AIM OF THE EXERCISE: Filter the entries below, keeping only lines with the word "filename".
□ □ □
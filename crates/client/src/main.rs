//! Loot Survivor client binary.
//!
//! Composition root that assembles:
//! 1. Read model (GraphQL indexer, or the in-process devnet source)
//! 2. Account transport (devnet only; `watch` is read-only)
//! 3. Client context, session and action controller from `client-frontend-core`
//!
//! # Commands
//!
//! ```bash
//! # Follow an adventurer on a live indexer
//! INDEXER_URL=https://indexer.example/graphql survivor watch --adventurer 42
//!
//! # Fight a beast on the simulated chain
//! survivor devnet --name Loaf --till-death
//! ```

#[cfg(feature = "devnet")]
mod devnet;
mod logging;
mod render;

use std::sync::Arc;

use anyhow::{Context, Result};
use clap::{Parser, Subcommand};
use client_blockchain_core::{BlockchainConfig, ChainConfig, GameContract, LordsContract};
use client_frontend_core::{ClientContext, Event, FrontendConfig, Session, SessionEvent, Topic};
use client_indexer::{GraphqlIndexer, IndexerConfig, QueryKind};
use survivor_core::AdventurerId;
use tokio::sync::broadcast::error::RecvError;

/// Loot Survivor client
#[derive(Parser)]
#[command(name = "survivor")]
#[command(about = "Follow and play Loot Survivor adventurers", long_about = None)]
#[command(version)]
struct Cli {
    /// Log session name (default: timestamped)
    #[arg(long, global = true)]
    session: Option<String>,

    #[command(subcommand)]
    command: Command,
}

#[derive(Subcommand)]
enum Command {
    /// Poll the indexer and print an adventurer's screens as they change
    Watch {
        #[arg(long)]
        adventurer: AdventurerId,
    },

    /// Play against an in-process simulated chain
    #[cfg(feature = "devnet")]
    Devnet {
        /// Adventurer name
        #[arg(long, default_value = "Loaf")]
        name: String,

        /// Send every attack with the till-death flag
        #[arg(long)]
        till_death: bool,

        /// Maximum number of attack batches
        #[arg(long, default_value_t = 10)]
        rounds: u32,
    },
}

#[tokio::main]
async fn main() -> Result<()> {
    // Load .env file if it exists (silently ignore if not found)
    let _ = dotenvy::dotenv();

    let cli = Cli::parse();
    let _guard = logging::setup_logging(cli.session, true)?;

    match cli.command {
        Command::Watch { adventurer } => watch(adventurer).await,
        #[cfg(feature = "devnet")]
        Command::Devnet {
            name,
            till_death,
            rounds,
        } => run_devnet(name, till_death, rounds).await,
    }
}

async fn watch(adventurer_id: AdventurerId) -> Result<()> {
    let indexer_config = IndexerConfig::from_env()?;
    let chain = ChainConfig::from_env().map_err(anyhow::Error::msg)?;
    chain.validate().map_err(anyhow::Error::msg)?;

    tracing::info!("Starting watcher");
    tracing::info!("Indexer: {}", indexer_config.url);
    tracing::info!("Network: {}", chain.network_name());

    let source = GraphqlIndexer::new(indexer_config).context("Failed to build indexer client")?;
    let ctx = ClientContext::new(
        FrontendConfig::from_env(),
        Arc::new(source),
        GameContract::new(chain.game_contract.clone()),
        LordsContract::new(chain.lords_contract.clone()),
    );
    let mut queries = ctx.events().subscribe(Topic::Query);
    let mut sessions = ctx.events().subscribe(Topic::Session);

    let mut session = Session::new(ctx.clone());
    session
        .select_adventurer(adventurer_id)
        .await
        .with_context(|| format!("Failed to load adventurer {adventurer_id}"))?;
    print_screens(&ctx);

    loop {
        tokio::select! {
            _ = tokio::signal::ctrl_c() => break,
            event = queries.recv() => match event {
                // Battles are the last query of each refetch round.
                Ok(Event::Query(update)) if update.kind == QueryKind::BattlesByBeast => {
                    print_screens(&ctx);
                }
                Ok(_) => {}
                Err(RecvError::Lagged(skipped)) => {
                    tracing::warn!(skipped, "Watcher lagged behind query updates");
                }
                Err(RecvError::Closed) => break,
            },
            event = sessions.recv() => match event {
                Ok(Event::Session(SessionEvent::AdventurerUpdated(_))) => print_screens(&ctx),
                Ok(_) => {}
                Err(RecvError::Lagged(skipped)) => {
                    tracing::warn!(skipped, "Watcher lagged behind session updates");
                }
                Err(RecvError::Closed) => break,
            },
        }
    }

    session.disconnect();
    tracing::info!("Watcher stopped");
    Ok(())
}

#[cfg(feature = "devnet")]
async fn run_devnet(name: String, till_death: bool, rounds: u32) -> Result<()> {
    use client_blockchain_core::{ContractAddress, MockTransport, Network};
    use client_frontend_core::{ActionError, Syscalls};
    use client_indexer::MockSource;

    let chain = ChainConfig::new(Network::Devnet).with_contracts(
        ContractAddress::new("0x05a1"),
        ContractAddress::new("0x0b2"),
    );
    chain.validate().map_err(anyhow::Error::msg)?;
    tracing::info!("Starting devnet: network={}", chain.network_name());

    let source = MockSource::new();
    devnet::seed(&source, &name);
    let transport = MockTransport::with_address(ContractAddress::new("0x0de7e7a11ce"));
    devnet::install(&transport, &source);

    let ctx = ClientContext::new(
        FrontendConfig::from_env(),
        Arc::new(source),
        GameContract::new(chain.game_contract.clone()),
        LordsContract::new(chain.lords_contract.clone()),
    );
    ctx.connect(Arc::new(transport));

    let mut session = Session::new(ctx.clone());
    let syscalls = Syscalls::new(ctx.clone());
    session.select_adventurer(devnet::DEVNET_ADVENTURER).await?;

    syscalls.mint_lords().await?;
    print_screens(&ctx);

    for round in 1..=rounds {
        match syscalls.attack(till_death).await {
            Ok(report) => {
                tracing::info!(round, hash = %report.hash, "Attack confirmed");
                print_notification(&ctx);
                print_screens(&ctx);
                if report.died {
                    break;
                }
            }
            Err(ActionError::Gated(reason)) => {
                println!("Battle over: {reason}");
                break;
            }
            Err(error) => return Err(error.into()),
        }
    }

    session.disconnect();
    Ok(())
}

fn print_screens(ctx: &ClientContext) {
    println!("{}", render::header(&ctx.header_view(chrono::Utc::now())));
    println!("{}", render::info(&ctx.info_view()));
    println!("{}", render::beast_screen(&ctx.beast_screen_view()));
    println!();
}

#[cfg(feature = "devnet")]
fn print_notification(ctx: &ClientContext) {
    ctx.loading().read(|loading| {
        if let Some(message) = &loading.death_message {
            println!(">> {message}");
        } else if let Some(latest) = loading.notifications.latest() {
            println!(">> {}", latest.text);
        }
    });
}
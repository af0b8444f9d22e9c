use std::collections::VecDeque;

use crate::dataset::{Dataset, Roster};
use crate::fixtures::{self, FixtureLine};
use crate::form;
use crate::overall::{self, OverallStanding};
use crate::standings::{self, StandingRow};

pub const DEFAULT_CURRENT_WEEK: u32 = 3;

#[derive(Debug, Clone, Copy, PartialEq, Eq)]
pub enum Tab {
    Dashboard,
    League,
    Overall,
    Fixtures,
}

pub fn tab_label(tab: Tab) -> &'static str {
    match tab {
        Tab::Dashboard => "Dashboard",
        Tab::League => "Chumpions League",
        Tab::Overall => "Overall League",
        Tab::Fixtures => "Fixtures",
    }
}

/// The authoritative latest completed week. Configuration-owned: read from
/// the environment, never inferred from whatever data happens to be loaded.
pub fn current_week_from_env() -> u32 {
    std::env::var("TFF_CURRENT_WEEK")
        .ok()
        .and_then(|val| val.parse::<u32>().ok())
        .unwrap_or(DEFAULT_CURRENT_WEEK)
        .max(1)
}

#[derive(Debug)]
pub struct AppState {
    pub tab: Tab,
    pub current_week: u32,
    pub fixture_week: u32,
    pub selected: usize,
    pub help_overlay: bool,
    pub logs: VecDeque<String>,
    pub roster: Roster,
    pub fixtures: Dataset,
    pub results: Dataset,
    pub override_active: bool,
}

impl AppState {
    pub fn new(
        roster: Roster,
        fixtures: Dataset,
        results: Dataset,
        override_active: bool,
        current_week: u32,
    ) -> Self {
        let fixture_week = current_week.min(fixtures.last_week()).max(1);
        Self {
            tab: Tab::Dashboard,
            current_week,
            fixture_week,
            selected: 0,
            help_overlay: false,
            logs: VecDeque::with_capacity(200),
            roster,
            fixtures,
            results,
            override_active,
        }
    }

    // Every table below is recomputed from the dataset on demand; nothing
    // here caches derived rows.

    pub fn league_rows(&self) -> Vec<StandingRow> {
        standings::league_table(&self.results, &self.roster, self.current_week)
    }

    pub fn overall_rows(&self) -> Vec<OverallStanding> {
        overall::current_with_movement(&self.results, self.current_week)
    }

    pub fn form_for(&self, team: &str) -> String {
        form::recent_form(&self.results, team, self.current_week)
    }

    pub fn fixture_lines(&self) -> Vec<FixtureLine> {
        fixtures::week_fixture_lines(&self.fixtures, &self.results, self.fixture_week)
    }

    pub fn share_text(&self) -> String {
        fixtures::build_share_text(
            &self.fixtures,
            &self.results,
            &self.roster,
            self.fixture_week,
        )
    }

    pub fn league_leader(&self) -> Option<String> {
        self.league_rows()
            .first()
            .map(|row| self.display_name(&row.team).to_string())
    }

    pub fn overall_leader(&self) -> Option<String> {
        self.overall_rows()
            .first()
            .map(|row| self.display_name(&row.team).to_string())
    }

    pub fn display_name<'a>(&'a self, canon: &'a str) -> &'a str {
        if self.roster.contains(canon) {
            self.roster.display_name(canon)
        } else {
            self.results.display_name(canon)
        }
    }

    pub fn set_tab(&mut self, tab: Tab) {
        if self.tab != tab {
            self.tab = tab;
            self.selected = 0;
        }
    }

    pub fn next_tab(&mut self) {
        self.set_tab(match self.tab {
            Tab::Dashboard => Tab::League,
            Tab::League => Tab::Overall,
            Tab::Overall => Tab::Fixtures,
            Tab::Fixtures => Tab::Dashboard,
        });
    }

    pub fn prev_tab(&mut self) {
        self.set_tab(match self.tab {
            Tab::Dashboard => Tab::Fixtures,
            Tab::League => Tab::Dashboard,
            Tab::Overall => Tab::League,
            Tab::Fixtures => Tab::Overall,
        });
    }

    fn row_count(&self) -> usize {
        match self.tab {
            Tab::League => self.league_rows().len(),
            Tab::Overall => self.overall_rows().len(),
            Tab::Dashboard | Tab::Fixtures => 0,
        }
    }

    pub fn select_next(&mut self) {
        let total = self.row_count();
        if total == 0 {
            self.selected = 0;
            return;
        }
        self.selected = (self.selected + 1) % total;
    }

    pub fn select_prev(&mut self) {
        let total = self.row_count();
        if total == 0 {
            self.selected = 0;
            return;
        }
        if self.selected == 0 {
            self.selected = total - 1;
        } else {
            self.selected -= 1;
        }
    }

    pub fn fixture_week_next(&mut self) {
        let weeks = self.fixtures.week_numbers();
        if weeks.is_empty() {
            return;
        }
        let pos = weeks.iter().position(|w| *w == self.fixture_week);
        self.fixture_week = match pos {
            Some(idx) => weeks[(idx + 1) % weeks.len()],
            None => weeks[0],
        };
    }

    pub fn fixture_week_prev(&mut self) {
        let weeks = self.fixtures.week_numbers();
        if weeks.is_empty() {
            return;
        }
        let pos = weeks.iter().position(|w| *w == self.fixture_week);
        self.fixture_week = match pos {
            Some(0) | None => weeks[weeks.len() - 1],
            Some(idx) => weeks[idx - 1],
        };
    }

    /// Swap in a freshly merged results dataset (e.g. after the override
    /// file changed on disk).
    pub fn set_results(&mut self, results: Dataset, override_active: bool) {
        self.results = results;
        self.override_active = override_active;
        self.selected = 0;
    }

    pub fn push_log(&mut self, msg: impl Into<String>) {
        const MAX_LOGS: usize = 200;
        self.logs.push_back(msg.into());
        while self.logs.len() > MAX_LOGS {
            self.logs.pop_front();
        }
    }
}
□ □ □
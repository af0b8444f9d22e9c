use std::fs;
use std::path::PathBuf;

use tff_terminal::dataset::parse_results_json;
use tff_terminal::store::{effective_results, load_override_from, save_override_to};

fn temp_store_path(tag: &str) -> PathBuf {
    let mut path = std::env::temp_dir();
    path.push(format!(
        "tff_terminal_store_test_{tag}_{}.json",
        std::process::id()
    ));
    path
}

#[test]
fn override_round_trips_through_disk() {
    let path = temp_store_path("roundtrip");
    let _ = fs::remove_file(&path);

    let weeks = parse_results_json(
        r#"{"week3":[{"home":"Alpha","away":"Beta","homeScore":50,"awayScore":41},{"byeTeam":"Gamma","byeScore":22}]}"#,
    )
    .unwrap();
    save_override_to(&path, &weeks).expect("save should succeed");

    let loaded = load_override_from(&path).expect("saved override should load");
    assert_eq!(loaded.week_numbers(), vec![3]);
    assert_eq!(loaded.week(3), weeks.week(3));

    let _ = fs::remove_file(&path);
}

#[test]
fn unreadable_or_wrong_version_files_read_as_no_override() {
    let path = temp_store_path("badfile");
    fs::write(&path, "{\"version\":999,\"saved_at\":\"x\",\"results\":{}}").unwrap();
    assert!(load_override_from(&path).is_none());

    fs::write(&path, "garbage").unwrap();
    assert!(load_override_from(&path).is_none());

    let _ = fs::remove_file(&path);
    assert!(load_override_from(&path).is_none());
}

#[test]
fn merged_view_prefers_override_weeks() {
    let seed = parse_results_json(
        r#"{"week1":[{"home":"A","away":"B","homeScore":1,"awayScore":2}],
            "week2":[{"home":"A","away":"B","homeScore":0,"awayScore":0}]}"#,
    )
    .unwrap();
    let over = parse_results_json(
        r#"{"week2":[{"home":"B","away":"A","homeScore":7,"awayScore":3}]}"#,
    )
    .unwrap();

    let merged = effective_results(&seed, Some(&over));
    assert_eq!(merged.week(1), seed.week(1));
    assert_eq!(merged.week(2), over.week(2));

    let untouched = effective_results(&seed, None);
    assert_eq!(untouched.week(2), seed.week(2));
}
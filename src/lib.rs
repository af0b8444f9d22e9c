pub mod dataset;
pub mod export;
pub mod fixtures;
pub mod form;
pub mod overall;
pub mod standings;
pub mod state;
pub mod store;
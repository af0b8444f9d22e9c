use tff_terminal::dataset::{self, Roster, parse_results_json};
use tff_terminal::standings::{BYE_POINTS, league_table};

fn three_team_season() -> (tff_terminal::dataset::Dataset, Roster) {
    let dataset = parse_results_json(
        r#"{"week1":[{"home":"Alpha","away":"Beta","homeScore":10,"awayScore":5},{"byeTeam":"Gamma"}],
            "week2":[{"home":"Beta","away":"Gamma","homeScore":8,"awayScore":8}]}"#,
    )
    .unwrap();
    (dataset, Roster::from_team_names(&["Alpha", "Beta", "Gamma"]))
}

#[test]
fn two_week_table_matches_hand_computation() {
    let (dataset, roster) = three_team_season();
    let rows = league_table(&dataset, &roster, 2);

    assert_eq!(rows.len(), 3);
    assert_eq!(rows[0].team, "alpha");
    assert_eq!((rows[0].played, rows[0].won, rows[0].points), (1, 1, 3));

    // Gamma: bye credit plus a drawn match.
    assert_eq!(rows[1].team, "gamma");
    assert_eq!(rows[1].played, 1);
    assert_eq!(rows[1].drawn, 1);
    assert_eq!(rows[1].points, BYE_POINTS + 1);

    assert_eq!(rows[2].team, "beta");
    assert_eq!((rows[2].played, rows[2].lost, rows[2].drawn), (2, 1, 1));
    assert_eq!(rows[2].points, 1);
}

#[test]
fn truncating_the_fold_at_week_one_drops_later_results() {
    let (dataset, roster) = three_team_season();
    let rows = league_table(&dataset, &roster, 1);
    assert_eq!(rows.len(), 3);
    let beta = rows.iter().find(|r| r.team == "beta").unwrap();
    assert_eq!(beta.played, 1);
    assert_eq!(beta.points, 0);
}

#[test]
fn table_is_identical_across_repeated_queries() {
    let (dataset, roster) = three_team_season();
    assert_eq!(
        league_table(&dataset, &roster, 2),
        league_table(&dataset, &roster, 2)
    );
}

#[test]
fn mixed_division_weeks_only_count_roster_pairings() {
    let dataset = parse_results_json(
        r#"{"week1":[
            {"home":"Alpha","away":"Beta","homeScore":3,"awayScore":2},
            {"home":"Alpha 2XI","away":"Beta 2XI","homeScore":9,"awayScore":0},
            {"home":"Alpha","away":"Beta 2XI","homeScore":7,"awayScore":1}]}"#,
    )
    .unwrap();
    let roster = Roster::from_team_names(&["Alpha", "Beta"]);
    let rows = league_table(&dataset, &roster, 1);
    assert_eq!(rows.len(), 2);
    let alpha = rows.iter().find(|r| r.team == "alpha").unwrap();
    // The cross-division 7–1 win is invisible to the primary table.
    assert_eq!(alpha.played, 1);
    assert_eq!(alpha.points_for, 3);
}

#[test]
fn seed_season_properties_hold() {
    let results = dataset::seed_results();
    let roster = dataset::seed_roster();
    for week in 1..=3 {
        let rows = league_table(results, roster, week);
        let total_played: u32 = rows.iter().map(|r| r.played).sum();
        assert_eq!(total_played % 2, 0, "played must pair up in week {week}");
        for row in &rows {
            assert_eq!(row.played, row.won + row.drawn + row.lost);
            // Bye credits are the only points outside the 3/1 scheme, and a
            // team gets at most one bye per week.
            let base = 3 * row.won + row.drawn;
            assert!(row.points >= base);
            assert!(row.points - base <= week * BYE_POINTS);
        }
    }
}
□ □ □
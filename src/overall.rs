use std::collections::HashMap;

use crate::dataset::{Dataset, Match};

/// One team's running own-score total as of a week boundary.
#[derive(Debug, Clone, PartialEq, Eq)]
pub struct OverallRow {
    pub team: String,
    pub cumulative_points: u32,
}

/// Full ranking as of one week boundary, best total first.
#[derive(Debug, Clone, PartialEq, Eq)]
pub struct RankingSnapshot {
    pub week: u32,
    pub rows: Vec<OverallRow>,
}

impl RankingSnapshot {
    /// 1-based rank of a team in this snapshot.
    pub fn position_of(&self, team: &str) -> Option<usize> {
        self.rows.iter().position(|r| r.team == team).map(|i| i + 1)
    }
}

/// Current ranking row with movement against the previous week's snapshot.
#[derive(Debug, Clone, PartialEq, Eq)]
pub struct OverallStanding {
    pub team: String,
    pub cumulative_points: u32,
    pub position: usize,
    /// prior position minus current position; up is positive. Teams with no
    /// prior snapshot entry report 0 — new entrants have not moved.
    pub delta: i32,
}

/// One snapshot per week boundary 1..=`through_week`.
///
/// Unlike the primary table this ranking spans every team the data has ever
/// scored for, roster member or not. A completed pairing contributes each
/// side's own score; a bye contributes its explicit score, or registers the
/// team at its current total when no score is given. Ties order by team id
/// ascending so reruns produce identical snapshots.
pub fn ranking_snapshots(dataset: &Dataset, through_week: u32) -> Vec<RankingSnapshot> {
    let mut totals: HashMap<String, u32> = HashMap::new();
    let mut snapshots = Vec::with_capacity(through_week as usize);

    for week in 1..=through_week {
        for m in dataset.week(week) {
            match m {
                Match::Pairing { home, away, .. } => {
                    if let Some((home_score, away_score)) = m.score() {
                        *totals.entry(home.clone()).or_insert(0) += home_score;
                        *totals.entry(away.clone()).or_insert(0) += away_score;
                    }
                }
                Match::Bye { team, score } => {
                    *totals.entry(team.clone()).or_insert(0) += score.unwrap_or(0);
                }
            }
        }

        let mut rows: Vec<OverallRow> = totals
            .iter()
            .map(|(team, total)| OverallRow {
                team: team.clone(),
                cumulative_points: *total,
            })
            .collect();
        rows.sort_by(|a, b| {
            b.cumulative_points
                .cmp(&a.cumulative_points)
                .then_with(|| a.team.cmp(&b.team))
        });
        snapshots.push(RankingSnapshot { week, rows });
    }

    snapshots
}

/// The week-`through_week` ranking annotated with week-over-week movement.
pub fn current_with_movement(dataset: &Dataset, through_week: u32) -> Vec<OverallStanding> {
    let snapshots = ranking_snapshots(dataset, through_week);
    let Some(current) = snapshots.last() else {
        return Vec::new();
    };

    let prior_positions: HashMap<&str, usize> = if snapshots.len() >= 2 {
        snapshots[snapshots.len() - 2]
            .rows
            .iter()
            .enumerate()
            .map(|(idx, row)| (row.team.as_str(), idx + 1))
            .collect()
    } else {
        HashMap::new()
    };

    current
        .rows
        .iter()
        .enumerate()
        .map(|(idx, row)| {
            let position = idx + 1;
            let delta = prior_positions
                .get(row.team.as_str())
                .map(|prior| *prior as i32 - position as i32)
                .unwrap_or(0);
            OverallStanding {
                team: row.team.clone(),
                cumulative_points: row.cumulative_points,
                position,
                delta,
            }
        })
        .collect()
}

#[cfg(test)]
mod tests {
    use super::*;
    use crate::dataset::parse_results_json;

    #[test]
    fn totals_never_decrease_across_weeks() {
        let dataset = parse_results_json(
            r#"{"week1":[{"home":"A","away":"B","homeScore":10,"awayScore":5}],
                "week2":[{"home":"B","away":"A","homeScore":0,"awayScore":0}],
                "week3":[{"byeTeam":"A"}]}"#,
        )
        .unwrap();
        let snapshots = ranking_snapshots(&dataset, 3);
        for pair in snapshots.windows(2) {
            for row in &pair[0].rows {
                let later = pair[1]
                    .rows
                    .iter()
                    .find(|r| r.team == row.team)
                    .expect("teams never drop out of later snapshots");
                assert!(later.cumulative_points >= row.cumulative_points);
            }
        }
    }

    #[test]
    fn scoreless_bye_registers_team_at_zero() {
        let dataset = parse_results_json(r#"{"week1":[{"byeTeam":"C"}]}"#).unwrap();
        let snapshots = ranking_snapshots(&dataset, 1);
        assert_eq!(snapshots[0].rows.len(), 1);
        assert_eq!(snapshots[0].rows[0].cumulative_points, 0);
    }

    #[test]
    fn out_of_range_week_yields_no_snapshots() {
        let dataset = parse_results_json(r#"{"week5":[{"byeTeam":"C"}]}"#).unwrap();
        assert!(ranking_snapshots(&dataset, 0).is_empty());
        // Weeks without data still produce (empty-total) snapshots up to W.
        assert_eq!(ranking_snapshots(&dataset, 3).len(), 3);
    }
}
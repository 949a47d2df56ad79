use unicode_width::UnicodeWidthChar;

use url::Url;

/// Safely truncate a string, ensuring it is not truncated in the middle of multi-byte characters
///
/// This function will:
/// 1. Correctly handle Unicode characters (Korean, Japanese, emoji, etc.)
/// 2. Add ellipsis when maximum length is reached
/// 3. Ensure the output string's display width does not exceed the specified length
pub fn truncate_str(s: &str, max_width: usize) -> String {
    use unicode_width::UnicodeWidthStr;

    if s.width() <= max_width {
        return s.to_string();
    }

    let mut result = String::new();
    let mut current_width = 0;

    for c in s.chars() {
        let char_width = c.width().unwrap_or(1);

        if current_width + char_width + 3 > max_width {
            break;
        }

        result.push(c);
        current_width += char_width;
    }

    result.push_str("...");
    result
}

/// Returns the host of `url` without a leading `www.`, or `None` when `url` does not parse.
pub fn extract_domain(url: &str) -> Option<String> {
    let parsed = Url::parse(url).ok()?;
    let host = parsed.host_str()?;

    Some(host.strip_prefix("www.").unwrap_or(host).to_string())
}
□ □ □
RESPONSE AREA:
filename crates/client/src/main.rs
filename src/lib.rs
filename src/overall.rs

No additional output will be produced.